##### Data
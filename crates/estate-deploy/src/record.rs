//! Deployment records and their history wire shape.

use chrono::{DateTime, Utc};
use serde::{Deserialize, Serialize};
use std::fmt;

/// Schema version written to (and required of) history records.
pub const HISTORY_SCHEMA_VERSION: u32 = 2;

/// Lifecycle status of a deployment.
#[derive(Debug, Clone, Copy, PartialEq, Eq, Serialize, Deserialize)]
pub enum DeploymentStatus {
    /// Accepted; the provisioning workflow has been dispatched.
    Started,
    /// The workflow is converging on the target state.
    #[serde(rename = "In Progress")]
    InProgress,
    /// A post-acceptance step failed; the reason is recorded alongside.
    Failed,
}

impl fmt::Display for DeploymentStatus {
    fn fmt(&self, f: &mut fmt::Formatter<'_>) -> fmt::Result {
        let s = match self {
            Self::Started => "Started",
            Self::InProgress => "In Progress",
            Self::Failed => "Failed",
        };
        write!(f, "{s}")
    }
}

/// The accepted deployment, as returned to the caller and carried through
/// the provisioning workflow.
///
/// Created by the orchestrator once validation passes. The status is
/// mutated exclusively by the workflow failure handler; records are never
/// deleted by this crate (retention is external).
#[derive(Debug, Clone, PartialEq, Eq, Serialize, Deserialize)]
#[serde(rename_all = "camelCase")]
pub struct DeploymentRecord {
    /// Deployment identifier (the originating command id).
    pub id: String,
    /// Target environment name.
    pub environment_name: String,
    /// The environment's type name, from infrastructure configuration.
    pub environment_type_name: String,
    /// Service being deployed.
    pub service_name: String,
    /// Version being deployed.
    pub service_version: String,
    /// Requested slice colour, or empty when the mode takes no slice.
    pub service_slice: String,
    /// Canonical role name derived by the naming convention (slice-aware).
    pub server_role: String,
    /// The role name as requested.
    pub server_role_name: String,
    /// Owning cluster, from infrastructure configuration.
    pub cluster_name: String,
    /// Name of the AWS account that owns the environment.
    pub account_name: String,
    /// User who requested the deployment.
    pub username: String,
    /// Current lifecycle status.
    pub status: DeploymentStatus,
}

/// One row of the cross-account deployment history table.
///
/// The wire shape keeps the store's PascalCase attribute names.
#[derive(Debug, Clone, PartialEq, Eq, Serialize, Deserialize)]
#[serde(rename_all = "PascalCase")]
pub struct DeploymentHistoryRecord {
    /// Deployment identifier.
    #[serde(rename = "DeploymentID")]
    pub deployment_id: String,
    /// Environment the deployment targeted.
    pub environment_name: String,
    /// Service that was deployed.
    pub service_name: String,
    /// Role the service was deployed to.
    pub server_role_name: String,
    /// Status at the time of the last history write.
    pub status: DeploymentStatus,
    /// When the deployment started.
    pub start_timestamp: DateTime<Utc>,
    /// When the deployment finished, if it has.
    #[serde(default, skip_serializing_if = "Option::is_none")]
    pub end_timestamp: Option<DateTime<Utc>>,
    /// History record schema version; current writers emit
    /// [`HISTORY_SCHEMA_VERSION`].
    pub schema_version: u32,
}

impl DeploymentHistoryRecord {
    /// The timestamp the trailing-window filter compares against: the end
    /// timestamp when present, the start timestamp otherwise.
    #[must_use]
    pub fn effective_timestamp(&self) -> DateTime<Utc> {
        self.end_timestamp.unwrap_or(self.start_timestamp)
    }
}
##########
▸ **Exercise description**:
In the entries above, the lines from the one bearing "let s = match" up to and including the one bearing "owns the environment." should be transcribed exactly; no other line is wanted.

▸ **Solution**:
        let s = match self {
            Self::Started => "Started",
            Self::InProgress => "In Progress",
            Self::Failed => "Failed",
        };
        write!(f, "{s}")
    }
}

/// The accepted deployment, as returned to the caller and carried through
/// the provisioning workflow.
///
/// Created by the orchestrator once validation passes. The status is
/// mutated exclusively by the workflow failure handler; records are never
/// deleted by this crate (retention is external).
#[derive(Debug, Clone, PartialEq, Eq, Serialize, Deserialize)]
#[serde(rename_all = "camelCase")]
pub struct DeploymentRecord {
    /// Deployment identifier (the originating command id).
    pub id: String,
    /// Target environment name.
    pub environment_name: String,
    /// The environment's type name, from infrastructure configuration.
    pub environment_type_name: String,
    /// Service being deployed.
    pub service_name: String,
    /// Version being deployed.
    pub service_version: String,
    /// Requested slice colour, or empty when the mode takes no slice.
    pub service_slice: String,
    /// Canonical role name derived by the naming convention (slice-aware).
    pub server_role: String,
    /// The role name as requested.
    pub server_role_name: String,
    /// Owning cluster, from infrastructure configuration.
    pub cluster_name: String,
    /// Name of the AWS account that owns the environment.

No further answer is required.